What is the probability that you are dealt a "two pair"? (Two pairs of cards where each pair contains two cards of the same denomination, with the fifth card of a different denomination. Note that we exclude four of a kind from this definition.)
For this question, my approach is as follows (am not interested in probability but the number of ways I can select the two pairs)
There are ${13 \choose 2}$ ways to select 2 pairs out of 13 ranks.
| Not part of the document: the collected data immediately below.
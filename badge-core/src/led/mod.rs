//! LED render pipeline: JSON sequence player, overlay mode handlers, and
//! the pixel buffer/strip-flush driver.

pub mod color;
pub mod modes;
pub mod pipeline;
pub mod sequence;

pub use color::Rgb;
pub use pipeline::{LedMode, RenderPipeline};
There are ${2 \choose 1}.{4 \choose 2}$ ways to select first pair out of 2 selected ranks, out of which I select 2 cards
There are ${1 \choose 1}.{4 \choose 2}$ ways to select second pair out of 1 remaining rank, out of which I select 2 cards And ${52-4-4 \choose 1}$ ways to select one card out of remaining ranks
So Shouldn't the number of ways be
$\large{{13 \choose 2} {2 \choose 1}{4 \choose 2}{1 \choose 1}{4 \choose 2}{52-4-4 \choose 1}}$ Could someone tell me why my method is overcounting?
What you were told is right.
Once you have selected two ranks for the pairs, say $9's$ and $J's$,
all you need to do for the pairs portion is to choose $2$ cards from each rank.
You can't multiply by $\binom21$ because the order in which you choose the cards is irrelevant.